EXERCISE BRIEF: Find the word "loop" in the data below and copy each line that holds it.

LISTED RECORDS:
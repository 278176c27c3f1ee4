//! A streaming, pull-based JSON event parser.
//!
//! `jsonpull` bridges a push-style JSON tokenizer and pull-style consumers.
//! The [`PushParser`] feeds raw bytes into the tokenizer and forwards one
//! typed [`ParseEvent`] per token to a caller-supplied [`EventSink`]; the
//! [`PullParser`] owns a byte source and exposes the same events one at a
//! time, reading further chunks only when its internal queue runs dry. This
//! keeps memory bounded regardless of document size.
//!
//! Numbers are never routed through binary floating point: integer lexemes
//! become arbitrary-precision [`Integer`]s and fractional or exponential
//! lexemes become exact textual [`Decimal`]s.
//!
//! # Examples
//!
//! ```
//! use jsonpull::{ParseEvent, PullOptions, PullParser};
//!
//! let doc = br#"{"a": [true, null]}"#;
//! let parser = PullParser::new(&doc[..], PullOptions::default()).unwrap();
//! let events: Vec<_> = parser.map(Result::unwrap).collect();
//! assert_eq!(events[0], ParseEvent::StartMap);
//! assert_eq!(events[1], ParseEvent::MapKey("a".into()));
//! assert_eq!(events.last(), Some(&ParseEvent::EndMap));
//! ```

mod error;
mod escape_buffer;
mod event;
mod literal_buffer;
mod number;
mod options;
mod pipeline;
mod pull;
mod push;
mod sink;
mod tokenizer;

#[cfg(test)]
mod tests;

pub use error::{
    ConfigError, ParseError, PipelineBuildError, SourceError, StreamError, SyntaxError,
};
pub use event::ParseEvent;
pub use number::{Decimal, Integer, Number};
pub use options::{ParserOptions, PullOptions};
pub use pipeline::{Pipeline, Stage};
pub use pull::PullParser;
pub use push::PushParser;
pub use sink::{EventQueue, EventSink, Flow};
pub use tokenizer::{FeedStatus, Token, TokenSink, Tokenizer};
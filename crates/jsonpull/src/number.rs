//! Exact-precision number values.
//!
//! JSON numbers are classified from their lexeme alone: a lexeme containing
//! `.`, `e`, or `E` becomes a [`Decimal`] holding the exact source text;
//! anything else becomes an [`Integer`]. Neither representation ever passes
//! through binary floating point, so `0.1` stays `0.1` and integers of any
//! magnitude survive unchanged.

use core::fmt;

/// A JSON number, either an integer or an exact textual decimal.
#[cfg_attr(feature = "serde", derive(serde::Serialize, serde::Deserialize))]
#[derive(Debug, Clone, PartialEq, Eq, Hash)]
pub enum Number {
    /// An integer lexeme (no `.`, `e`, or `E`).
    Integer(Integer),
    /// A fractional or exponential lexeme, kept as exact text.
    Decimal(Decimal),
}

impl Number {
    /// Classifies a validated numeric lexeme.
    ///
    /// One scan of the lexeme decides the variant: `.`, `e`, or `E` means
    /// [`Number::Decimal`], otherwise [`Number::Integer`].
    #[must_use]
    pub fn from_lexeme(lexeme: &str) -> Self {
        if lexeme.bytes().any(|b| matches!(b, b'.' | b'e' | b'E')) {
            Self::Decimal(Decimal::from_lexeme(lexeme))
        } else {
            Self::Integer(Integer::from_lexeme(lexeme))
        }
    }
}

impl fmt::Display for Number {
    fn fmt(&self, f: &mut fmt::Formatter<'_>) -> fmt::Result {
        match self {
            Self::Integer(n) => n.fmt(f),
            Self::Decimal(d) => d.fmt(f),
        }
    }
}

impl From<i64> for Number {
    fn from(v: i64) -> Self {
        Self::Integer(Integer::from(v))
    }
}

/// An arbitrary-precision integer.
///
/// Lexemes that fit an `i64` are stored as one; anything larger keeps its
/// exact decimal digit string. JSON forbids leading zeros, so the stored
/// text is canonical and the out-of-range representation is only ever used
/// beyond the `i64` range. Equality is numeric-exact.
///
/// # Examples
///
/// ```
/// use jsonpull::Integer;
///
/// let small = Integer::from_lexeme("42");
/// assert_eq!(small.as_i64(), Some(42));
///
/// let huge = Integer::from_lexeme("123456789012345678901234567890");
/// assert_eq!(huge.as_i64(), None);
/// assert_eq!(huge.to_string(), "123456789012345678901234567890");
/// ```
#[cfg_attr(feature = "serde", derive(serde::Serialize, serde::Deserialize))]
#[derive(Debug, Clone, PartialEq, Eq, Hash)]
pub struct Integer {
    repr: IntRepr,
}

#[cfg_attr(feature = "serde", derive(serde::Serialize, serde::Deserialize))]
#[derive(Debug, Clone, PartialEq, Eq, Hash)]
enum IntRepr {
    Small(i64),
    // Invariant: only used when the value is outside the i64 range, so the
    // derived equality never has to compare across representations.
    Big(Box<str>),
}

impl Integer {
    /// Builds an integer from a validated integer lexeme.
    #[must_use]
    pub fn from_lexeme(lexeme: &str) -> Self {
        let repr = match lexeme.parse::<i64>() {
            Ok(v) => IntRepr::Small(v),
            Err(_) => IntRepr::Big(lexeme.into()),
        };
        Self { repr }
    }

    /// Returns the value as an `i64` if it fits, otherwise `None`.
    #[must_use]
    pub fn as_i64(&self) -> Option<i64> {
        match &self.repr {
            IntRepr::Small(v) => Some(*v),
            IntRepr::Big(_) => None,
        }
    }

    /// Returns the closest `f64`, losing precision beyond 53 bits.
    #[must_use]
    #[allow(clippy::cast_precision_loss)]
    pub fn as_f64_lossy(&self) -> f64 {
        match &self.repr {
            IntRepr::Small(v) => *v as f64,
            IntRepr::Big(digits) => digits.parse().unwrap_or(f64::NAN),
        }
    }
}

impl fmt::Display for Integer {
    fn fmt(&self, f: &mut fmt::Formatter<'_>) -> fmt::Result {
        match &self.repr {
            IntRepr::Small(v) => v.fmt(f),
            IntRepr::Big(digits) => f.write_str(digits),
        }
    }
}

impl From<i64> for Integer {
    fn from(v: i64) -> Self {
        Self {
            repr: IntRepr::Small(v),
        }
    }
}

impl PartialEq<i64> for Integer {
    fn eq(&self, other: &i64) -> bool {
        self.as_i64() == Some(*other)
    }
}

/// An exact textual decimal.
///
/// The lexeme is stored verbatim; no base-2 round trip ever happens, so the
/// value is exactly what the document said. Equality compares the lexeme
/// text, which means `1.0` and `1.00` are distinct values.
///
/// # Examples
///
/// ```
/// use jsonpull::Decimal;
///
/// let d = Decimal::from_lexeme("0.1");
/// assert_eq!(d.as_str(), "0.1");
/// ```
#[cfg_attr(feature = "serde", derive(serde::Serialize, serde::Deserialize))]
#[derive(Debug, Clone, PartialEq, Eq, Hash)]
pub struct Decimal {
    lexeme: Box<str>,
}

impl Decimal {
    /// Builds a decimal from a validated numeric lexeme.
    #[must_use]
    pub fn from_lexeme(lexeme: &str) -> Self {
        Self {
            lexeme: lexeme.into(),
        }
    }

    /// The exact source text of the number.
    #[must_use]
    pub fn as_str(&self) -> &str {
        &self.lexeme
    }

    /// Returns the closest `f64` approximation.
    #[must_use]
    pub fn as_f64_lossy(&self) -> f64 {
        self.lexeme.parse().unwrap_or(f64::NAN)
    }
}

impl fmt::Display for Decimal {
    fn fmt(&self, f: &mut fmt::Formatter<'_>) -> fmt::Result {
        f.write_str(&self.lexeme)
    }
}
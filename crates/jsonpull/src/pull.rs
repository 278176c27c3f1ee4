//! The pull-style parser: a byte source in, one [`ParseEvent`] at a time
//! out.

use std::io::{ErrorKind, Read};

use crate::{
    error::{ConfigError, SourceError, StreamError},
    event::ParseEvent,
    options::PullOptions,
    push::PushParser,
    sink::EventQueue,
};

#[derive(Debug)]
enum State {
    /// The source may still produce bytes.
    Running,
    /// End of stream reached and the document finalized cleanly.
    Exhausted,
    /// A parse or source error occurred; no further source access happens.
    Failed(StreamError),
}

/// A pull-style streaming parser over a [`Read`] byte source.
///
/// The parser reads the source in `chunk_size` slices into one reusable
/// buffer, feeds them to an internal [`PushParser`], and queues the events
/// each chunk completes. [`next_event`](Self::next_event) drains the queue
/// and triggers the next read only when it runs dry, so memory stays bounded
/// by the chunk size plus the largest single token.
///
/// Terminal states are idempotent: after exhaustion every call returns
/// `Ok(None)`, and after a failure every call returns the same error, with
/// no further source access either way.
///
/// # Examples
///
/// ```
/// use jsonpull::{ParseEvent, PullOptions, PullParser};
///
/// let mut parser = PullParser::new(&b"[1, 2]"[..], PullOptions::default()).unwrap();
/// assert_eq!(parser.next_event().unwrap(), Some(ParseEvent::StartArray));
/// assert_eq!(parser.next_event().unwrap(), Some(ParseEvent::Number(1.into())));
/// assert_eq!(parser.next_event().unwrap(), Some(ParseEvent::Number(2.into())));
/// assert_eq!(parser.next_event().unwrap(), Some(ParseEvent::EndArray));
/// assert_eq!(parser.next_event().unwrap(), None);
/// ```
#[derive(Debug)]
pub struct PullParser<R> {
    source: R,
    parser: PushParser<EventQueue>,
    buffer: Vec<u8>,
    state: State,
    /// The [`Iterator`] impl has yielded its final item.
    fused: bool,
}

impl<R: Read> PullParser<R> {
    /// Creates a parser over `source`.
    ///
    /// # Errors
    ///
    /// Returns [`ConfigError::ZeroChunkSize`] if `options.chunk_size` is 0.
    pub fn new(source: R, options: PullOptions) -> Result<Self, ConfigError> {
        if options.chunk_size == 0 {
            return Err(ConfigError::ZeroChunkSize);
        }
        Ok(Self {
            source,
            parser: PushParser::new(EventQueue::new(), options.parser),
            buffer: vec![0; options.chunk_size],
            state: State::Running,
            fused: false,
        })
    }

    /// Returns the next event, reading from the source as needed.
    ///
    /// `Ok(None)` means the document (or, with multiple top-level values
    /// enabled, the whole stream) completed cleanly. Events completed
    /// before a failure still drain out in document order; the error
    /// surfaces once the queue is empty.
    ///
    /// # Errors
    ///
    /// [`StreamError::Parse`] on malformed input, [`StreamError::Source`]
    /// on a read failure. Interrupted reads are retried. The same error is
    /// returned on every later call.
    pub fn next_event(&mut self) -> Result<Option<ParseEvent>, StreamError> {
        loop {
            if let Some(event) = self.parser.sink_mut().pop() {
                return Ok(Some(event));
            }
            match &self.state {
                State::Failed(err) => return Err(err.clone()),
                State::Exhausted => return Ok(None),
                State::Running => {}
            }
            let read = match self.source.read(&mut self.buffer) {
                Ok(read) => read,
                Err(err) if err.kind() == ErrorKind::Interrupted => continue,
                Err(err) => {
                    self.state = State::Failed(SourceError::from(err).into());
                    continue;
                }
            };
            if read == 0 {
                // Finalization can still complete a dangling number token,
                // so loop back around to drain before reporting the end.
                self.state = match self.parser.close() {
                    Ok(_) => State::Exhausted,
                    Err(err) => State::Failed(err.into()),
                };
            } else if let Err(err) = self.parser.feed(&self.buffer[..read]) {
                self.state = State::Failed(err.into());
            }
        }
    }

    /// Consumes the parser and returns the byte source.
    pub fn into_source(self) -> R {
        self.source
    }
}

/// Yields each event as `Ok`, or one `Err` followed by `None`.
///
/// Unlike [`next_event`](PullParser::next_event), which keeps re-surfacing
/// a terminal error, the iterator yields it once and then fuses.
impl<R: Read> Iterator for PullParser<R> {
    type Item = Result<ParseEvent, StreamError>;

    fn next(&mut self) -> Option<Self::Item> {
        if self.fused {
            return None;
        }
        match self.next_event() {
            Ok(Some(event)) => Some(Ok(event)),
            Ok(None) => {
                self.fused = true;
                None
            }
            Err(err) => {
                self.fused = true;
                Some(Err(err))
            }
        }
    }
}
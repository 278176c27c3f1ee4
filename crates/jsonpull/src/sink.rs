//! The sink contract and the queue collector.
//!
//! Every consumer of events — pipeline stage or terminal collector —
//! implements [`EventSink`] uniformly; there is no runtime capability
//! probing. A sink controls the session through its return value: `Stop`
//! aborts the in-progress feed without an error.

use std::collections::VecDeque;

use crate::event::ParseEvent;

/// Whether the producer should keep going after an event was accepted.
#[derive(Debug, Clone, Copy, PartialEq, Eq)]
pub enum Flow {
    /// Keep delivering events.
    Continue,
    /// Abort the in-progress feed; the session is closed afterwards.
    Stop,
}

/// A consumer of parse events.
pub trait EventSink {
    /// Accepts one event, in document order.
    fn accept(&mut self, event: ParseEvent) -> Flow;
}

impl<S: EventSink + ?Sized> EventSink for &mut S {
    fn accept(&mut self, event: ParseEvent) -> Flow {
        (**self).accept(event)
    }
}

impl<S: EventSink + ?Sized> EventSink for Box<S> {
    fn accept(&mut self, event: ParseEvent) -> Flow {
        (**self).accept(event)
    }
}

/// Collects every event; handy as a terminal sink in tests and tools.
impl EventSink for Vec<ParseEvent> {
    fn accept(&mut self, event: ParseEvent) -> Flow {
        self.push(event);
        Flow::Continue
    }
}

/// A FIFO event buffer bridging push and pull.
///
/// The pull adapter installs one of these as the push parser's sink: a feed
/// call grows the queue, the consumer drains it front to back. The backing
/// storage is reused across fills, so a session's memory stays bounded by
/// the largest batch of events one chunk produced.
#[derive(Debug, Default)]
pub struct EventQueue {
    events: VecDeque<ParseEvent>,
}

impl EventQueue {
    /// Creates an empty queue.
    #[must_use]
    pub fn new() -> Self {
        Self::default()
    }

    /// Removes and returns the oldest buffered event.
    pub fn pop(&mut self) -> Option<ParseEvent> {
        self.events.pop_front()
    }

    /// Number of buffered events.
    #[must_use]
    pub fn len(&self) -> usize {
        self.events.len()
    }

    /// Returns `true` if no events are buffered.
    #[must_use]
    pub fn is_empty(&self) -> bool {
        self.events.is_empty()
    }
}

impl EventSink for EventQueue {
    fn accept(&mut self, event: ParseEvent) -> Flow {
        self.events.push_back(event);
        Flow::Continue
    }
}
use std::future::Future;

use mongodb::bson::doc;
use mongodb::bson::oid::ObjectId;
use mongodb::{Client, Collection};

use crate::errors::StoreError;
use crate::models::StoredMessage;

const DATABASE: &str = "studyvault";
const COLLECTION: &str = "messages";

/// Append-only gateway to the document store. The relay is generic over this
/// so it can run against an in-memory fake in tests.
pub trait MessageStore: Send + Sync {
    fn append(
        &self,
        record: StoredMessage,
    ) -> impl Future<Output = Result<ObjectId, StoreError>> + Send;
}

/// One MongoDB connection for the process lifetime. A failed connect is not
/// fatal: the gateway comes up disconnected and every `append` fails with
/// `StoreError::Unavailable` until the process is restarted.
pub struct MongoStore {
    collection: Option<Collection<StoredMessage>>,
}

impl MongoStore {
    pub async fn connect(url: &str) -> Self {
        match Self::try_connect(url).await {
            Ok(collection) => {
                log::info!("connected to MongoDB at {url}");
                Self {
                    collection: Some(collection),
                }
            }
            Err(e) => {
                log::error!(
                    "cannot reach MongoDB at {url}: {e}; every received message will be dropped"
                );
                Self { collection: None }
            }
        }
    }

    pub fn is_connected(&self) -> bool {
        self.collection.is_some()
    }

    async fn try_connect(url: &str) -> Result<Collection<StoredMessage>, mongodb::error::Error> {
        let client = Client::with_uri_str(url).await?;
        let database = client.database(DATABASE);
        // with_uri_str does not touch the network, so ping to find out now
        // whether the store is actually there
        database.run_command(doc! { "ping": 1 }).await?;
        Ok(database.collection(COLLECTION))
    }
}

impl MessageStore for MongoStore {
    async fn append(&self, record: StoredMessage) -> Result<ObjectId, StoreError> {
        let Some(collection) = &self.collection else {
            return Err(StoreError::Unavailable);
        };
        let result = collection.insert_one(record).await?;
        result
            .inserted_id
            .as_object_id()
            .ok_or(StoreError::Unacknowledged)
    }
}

PROBLEM SOLUTION:
        loop {
                // so loop back around to drain before reporting the end.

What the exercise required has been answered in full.